Napalm (jellied gasoline) bombs were used in World War II, Korea and Vietnam against personnel, armor and other battlefield targets. Napalm was also used in flame throwers to root out troops in bunkers.

Several Marine pilots, including those who fly OV-10 reconnaissance planes that select targets for the Harriers, said their main job now is to attack Iraqi artillery near the border, especially gun emplacements that would be used to disrupt efforts by advancing Marine ground forces to breach minefields and obstacles.

Also under some of the napalm attacks are the oil-filled trenches that Iraq has built to create smoke screens and tank hazards, pilots said.

"We've been assigning priorities on what needs to be hit," Captain Whittle said. "Obviously artillery is up there; that's what he can use to deliver chemical weapons.

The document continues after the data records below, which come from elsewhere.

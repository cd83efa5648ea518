//! Report attachment value object.

use serde::{Deserialize, Serialize};
use validator::Validate;

/// Reference to an uploaded file. The bytes live in external storage.
#[derive(Debug, Clone, PartialEq, Eq, Serialize, Deserialize, Validate)]
pub struct Attachment {
    /// Original file name.
    #[validate(length(min = 1, max = 255))]
    pub filename: String,
    /// MIME type, e.g. `image/jpeg`.
    #[validate(length(min = 1, max = 100))]
    pub mime_type: String,
    /// Size in bytes.
    pub size_bytes: u64,
    /// Location in external storage.
    #[validate(length(min = 1))]
    pub url: String,
}

impl Attachment {
    /// Whether the attachment is a photo.
    pub fn is_image(&self) -> bool {
        self.mime_type.starts_with("image/")
    }
}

"There's tanks, of course, but our tanks can kill his tanks. Artillery is what's important."

PD None of the pilots said they were necessarily hunting down Iraqi

troops, although Lt. Col. Dick Lazisky, 41, of Boston, said, "When we see movement -- some tanks, but a lot of trucks -- we go after them.

"We're constantly engaged in a border patrol, watching any movements of vehicles 24 hours a day," said Colonel Lazisky, the commanding officer of Marine Observation Squad One.

His unit of OV-10 aircraft has been performing mostly tactical air control duties, which he likened to being a traffic cop. And while monitoring air traffic in portions of Kuwaiti airspace near the Saudi border, his planes watch the ground, marking targets with lasers or white phosphorus rounds so that Harriers or Navy A-6 Intruders can move in for the kill, the colonel said.

Pilots who have flown sorties in the last 48 hours said that targets were getting harder to locate, although they agreed that artillery, tanks and other Iraqi hardware were still plentiful.

"The Iraqis are so good at camouflage that in areas where I've worked, the targets have been pretty hard to see," said Capt. Madison "Cookie" Crum, of Lumberton, N.C., who flies an OV-10.

Some overeager pilots have risked getting shot down by heavy anti-aircraft fire while trying to hit artillery and other targets, prompting orders to abort such missions to make sure that enough planes and munitions will be available to support an amphibious assault or other ground attack into Kuwait, Captain Whittle said.


Acronym for the weapon created when the salts or soap of a mixture of naphtenic and palmitic acids are used to thicken gasoline. In gel or syrupy form, gasoline burns slowly and at high temperature and can be propelled more accurately than can gasoline in liquid form. An explosive charge scatters the flaming substance, which sticks to what it hits until it burns ut. Napalm was developed by U.S. scientists durng world War II.